[Dataset records]
*-*-*

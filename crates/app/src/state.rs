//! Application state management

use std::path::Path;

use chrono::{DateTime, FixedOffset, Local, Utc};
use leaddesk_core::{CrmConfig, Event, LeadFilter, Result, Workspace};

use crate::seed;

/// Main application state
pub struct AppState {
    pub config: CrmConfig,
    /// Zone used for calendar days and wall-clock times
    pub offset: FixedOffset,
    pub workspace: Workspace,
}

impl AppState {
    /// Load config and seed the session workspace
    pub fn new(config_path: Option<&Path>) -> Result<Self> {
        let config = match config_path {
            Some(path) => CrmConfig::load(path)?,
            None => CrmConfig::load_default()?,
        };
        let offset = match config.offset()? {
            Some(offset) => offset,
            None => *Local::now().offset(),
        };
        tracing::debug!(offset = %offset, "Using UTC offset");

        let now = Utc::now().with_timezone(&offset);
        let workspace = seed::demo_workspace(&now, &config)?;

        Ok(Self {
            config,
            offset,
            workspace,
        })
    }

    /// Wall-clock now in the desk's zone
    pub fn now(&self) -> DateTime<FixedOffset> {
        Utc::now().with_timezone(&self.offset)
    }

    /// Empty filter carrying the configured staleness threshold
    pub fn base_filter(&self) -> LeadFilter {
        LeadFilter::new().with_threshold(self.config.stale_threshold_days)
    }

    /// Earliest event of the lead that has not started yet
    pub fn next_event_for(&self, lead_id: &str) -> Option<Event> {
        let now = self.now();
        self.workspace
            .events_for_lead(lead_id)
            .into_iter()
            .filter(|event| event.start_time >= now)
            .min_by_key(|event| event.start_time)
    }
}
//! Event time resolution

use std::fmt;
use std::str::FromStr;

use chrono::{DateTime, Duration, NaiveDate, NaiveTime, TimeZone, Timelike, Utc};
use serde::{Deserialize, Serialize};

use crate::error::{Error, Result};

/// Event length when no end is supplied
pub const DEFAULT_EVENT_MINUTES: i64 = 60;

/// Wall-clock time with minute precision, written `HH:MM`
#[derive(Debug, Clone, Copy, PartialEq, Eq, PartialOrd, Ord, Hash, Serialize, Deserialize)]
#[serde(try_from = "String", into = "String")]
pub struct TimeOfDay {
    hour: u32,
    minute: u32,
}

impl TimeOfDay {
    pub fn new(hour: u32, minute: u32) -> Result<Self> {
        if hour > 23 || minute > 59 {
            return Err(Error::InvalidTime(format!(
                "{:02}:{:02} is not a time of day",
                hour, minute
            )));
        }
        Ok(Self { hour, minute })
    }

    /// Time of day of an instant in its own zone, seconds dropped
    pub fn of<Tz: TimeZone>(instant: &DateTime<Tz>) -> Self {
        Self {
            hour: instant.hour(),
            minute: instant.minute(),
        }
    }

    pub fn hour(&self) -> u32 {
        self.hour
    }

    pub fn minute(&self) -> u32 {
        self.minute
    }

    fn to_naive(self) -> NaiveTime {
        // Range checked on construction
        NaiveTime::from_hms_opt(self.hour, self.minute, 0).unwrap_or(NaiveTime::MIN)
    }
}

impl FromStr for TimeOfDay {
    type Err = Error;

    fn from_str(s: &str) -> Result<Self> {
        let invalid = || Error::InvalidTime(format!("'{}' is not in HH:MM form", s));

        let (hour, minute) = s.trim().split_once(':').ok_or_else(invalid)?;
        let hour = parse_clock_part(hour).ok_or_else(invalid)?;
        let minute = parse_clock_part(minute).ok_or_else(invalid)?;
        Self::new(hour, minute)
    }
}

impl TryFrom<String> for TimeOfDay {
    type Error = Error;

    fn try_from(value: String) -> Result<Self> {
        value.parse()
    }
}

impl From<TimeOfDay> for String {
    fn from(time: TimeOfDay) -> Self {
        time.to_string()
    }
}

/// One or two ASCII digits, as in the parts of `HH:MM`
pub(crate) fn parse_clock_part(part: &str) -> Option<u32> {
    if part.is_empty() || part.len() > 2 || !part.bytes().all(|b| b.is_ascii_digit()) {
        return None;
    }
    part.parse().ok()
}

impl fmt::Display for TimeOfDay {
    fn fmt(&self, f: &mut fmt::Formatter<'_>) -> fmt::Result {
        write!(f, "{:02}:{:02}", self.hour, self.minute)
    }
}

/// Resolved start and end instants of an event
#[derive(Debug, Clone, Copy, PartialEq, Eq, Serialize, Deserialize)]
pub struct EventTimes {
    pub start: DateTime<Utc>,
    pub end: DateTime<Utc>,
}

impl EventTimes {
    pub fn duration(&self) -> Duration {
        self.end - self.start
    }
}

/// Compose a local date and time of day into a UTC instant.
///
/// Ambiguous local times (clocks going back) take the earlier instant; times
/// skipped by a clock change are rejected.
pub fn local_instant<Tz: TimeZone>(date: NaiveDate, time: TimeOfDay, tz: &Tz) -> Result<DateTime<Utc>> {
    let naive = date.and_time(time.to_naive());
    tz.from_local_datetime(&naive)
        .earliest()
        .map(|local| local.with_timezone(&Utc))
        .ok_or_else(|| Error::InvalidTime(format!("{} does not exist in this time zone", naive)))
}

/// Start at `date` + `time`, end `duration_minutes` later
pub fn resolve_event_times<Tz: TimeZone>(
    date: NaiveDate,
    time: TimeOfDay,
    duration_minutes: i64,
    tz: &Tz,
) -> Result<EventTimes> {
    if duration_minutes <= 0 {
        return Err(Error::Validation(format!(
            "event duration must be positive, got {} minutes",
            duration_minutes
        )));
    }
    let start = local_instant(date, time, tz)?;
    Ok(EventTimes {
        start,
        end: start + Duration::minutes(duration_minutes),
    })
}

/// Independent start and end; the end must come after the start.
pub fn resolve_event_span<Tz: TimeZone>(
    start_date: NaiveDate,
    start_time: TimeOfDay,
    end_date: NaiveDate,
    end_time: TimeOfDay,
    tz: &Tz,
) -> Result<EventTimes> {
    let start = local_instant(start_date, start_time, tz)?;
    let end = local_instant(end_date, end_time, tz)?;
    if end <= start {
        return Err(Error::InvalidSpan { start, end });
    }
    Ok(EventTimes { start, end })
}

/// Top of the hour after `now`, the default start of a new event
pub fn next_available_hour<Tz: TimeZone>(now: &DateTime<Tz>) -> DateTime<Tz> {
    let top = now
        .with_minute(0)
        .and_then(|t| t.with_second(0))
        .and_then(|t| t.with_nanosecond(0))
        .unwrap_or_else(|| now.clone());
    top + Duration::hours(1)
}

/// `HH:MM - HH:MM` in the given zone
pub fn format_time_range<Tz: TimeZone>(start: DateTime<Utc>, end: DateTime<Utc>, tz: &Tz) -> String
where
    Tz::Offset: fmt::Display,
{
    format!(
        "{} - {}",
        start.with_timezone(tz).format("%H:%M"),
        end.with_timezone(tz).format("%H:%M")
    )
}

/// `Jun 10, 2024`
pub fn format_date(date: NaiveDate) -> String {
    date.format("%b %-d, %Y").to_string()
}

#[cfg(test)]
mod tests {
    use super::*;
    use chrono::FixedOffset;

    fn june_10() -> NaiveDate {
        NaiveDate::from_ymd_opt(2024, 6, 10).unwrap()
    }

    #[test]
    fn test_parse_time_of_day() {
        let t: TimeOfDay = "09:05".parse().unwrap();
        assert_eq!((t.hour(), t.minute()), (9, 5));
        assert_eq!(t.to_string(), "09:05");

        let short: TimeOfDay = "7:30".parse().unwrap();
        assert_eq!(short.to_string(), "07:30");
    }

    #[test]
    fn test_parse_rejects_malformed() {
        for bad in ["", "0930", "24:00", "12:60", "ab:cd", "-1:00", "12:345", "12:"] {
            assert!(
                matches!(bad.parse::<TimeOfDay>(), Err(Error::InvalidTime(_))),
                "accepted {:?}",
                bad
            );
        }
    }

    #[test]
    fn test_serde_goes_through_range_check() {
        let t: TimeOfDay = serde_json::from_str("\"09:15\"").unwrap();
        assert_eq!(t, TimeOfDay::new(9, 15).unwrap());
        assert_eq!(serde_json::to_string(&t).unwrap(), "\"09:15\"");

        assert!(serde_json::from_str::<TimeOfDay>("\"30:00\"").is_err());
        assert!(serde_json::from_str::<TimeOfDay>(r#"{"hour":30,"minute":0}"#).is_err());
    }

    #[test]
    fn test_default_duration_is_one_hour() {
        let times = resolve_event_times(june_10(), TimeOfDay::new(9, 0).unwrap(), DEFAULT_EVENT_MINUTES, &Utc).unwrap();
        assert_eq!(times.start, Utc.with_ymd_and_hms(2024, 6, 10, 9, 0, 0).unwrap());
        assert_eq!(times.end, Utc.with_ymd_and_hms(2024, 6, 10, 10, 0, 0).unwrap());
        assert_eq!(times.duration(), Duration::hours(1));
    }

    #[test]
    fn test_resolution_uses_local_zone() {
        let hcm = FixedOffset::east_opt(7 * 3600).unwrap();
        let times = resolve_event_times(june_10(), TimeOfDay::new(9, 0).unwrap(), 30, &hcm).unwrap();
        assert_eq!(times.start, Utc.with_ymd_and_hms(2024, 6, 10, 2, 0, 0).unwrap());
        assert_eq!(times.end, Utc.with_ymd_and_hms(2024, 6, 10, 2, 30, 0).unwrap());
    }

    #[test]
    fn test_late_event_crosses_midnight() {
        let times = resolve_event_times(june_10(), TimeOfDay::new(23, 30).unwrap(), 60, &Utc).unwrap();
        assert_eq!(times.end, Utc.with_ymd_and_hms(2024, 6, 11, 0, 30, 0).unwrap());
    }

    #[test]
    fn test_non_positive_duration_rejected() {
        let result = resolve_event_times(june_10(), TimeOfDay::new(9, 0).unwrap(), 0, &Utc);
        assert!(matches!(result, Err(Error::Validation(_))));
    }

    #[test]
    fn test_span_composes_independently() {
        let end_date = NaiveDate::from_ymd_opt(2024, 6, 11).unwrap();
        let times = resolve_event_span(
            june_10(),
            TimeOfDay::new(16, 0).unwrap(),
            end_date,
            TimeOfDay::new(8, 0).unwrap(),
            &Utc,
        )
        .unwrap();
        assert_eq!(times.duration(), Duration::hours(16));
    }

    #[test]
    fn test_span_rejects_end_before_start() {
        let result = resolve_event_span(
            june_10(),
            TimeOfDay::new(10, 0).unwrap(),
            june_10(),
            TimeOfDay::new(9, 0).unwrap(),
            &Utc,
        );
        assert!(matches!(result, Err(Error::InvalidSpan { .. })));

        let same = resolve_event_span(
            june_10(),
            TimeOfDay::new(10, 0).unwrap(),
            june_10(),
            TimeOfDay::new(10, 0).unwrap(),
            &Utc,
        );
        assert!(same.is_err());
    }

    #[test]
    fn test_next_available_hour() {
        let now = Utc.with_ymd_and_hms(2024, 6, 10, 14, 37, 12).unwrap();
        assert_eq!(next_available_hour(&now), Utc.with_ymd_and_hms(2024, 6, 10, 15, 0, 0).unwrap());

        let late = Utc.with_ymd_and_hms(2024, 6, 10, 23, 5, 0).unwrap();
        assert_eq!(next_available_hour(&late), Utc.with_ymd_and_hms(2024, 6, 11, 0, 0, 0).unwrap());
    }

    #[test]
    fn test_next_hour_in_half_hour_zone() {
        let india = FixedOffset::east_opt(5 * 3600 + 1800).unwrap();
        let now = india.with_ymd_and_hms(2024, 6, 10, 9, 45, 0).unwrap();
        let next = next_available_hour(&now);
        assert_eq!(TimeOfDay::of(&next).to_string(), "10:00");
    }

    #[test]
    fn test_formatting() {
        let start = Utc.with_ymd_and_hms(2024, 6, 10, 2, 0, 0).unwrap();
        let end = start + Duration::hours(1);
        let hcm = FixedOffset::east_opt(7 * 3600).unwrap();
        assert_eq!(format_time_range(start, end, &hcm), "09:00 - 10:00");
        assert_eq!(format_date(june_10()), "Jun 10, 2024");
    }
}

*-*-*

§ PROBLEM
Nothing but an exact copy of the lines from the start of the entries through the line containing "Event time resolution" belongs in the response.

§ WRITTEN RESPONSE
filename crates/app/src/state.rs
//! Application state management

use std::path::Path;

use chrono::{DateTime, FixedOffset, Local, Utc};
use leaddesk_core::{CrmConfig, Event, LeadFilter, Result, Workspace};

use crate::seed;

/// Main application state
pub struct AppState {
    pub config: CrmConfig,
    /// Zone used for calendar days and wall-clock times
    pub offset: FixedOffset,
    pub workspace: Workspace,
}

impl AppState {
    /// Load config and seed the session workspace
    pub fn new(config_path: Option<&Path>) -> Result<Self> {
        let config = match config_path {
            Some(path) => CrmConfig::load(path)?,
            None => CrmConfig::load_default()?,
        };
        let offset = match config.offset()? {
            Some(offset) => offset,
            None => *Local::now().offset(),
        };
        tracing::debug!(offset = %offset, "Using UTC offset");

        let now = Utc::now().with_timezone(&offset);
        let workspace = seed::demo_workspace(&now, &config)?;

        Ok(Self {
            config,
            offset,
            workspace,
        })
    }

    /// Wall-clock now in the desk's zone
    pub fn now(&self) -> DateTime<FixedOffset> {
        Utc::now().with_timezone(&self.offset)
    }

    /// Empty filter carrying the configured staleness threshold
    pub fn base_filter(&self) -> LeadFilter {
        LeadFilter::new().with_threshold(self.config.stale_threshold_days)
    }

    /// Earliest event of the lead that has not started yet
    pub fn next_event_for(&self, lead_id: &str) -> Option<Event> {
        let now = self.now();
        self.workspace
            .events_for_lead(lead_id)
            .into_iter()
            .filter(|event| event.start_time >= now)
            .min_by_key(|event| event.start_time)
    }
}
//! Event time resolution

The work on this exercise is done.